The pre-trained model contains word embeddings. Traditional word embeddings such as word2vec and GloVe assign each word a fixed vector (context-independent word embedding). However, polysemy is a pervasive phenomenon in human language, and the meanings of a polysemous word depend on the context. To this end, we use the hidden state in pre-trained model to represent a word. It is noticeable that most Chinese pre-trained models are based on character. To obtain real word embedding (not character embedding), users can download word-based BERT model and its vocabulary. The example of using scripts/topn_words_indep.py to find nearest neighbours for context-independent word embedding (character-based and word-based models):
python3 scripts/topn_words_indep.py --load_model_path models/google_zh_model.bin --vocab_path models/google_zh_vocab.txt \
--test_path target_words.txt
python3 scripts/topn_words_indep.py --load_model_path models/wiki_bert_word_model.bin --vocab_path models/wiki_word_vocab.txt \
--test_path target_words.txt
Context-independent word embedding comes from embedding layer. The format of the target_words.txt is as follows:
word-1
word-2
...
word-n
The example of using scripts/topn_words_dep.py to find nearest neighbours for context-dependent word embedding (character-based and word-based models):
python3 scripts/topn_words_dep.py --load_model_path models/google_zh_model.bin --vocab_path models/google_zh_vocab.txt \
--cand_vocab_path models/google_zh_vocab.txt --test_path target_words_with_sentences.txt --config_path models/bert/base_config.json \
--batch_size 256 --seq_length 32 --tokenizer bert
python3 scripts/topn_words_dep.py --load_model_path models/bert_wiki_word_model.bin --vocab_path models/wiki_word_vocab.txt \
--cand_vocab_path models/wiki_word_vocab.txt --test_path target_words_with_sentences.txt --config_path models/bert/base_config.json \
--batch_size 256 --seq_length 32 --tokenizer space
We substitute the target word with other words in the vocabulary and feed the sentences into the pre-trained model. Hidden state is used as the context-dependent embedding of a word.
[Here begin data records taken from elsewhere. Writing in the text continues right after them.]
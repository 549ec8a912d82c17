use std::sync::Arc;

use serde::{Deserialize, Serialize};

use crate::foundation::error::{PosterError, PosterResult};
use crate::state::poster::{ExportFormat, PosterState};

/// Largest edge the CPU surface can rasterize.
pub const MAX_EDGE_PX: u32 = u16::MAX as u32;

/// Immutable snapshot of everything one export needs.
///
/// The poster state is cloned at construction; later edits to the caller's state are
/// never observed by the render.
#[derive(Debug, Clone, PartialEq)]
pub struct ExportRequest {
    pub format: ExportFormat,
    /// Target size before the pixel-ratio multiplier.
    pub target_width: u32,
    pub target_height: u32,
    pub pixel_ratio: f64,
    pub quality: f64,
    pub state: Arc<PosterState>,
}

impl ExportRequest {
    /// Snapshot `state` using its own export settings.
    pub fn snapshot(state: &PosterState) -> PosterResult<Self> {
        let (target_width, target_height) = state.export.size.target();
        let req = Self {
            format: state.export.format,
            target_width,
            target_height,
            pixel_ratio: state.export.size.pixel_ratio(),
            quality: state.export.quality,
            state: Arc::new(state.clone()),
        };
        req.validate()?;
        Ok(req)
    }

    pub fn with_format(mut self, format: ExportFormat) -> Self {
        self.format = format;
        self
    }

    pub fn validate(&self) -> PosterResult<()> {
        if !(self.pixel_ratio.is_finite() && self.pixel_ratio > 0.0) {
            return Err(PosterError::validation(format!(
                "pixel ratio must be positive, got {}",
                self.pixel_ratio
            )));
        }
        if !(0.0..=1.0).contains(&self.quality) {
            return Err(PosterError::validation(format!(
                "quality must be within 0..=1, got {}",
                self.quality
            )));
        }
        let (w, h) = self.output_size();
        if w == 0 || h == 0 || self.target_width == 0 || self.target_height == 0 {
            return Err(PosterError::validation("export size must be non-zero"));
        }
        if w > MAX_EDGE_PX || h > MAX_EDGE_PX {
            return Err(PosterError::validation(format!(
                "export size {w}x{h} exceeds {MAX_EDGE_PX}px"
            )));
        }
        let loc = &self.state.location;
        if !(loc.lat.is_finite() && loc.lng.is_finite() && loc.zoom.is_finite()) {
            return Err(PosterError::validation("location must be finite"));
        }
        Ok(())
    }

    /// Pixel size of the produced raster.
    pub fn output_size(&self) -> (u32, u32) {
        let scale = |v: u32| (f64::from(v) * self.pixel_ratio).round().max(0.0) as u32;
        (scale(self.target_width), scale(self.target_height))
    }
}

/// Repeated diagonal text laid over the finished poster.
#[derive(Debug, Clone, PartialEq, Serialize, Deserialize)]
#[serde(default, rename_all = "camelCase")]
pub struct Watermark {
    pub text: String,
    pub opacity: f32,
    /// Degrees, counter-clockwise.
    pub angle: f64,
    /// Base-canvas pixels between repeats; absent uses the layout default.
    #[serde(skip_serializing_if = "Option::is_none")]
    pub spacing: Option<f64>,
}

impl Default for Watermark {
    fn default() -> Self {
        Self {
            text: "PREVIEW".to_owned(),
            opacity: 0.15,
            angle: 30.0,
            spacing: None,
        }
    }
}

impl Watermark {
    pub fn validate(&self) -> PosterResult<()> {
        if !(self.opacity.is_finite() && self.angle.is_finite()) {
            return Err(PosterError::validation(
                "watermark opacity and angle must be finite",
            ));
        }
        if let Some(spacing) = self.spacing
            && !(spacing.is_finite() && spacing > 0.0)
        {
            return Err(PosterError::validation(format!(
                "watermark spacing must be positive, got {spacing}"
            )));
        }
        Ok(())
    }
}

/// Per-export knobs that are not part of the poster design.
#[derive(Debug, Clone, Default, PartialEq, Serialize, Deserialize)]
#[serde(default, rename_all = "camelCase")]
pub struct ExportOptions {
    #[serde(skip_serializing_if = "Option::is_none")]
    pub watermark: Option<Watermark>,
}

impl ExportOptions {
    pub fn validate(&self) -> PosterResult<()> {
        match &self.watermark {
            Some(w) => w.validate(),
            None => Ok(()),
        }
    }
}

/// Encoded export output.
#[derive(Debug, Clone, PartialEq, Eq)]
pub struct RenderedAsset {
    pub bytes: Vec<u8>,
    pub mime_type: &'static str,
    pub width: u32,
    pub height: u32,
}

#[cfg(test)]
#[path = "../../tests/unit/export/request.rs"]
mod tests;
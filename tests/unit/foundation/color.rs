use super::*;
use serde_json::json;

#[test]
fn parses_hex_rgb_and_rgba() {
    let c: Color = serde_json::from_value(json!("#ff0000")).unwrap();
    assert_eq!(c, Color::rgb(255, 0, 0));

    let c: Color = serde_json::from_value(json!("#0000ff80")).unwrap();
    assert_eq!(c, Color::rgba(0, 0, 255, 128));

    let c: Color = serde_json::from_value(json!("#abc")).unwrap();
    assert_eq!(c, Color::rgb(0xaa, 0xbb, 0xcc));
}

#[test]
fn parses_rgba_object_and_array() {
    let c: Color = serde_json::from_value(json!({"r": 1.0, "g": 0.5, "b": 0.0})).unwrap();
    assert_eq!(c, Color::rgb(255, 128, 0));

    let c: Color = serde_json::from_value(json!([0.0, 0.0, 1.0, 0.5])).unwrap();
    assert_eq!(c, Color::rgba(0, 0, 255, 128));
}

#[test]
fn parses_hsla_object() {
    let c: Color = serde_json::from_value(json!({"h": 0.0, "s": 1.0, "l": 0.5})).unwrap();
    assert_eq!(c, Color::rgb(255, 0, 0));
}

#[test]
fn serializes_as_hex_and_round_trips() {
    for c in [Color::rgb(18, 52, 86), Color::rgba(1, 2, 3, 4)] {
        let v = serde_json::to_value(c).unwrap();
        let back: Color = serde_json::from_value(v).unwrap();
        assert_eq!(back, c);
    }
    assert_eq!(serde_json::to_value(Color::WHITE).unwrap(), json!("#ffffff"));
}

#[test]
fn rejects_malformed_hex() {
    assert!(serde_json::from_value::<Color>(json!("#12345")).is_err());
    assert!(serde_json::from_value::<Color>(json!("#gg0000")).is_err());
}

#[test]
fn premultiplies_by_alpha() {
    assert_eq!(Color::rgba(255, 255, 255, 128).to_premul(), [128, 128, 128, 128]);
    assert_eq!(Color::rgb(10, 20, 30).to_premul(), [10, 20, 30, 255]);
    assert_eq!(Color::rgb(10, 20, 30).with_opacity(0.0).a, 0);
}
--cand_vocab_path specifies the path of candidate word file. For faster speed one can use a smaller candidate vocabulary.
Users should do word segmentation manually and use space tokenizer if word-based model is used. The format of target_words_with_sentences.txt is as follows:
word1 sent1
word2 sent2
...
wordn sentn
Sentence and word are split by \t.
average_models.py takes the average of multiple weights for probably more robust performance. The example of using average_models.py:
python3 scripts/average_models.py --model_list_path models/book_review_model.bin-4000 models/book_review_model.bin-5000 \
--output_model_path models/book_review_model.bin
We could use generate_lm.py to generate text through language model. Given a few words, generate_lm.py can continue writing. The example of using generate_lm.py to load GPT-2 weight and continue writing:
python3 scripts/generate_lm.py --load_model_path models/gpt_model.bin --vocab_path models/google_zh_vocab.txt \
--test_path beginning.txt --prediction_path generated_text.txt \
--config_path models/gpt2/distil_config.json --seq_length 128 \
--embedding word_pos --remove_embedding_layernorm \
--encoder transformer --mask causal --layernorm_positioning pre \
--target lm --tie_weight
where beginning.txt contains the beginning of a text and generated_text.txt contains the text that the model writes.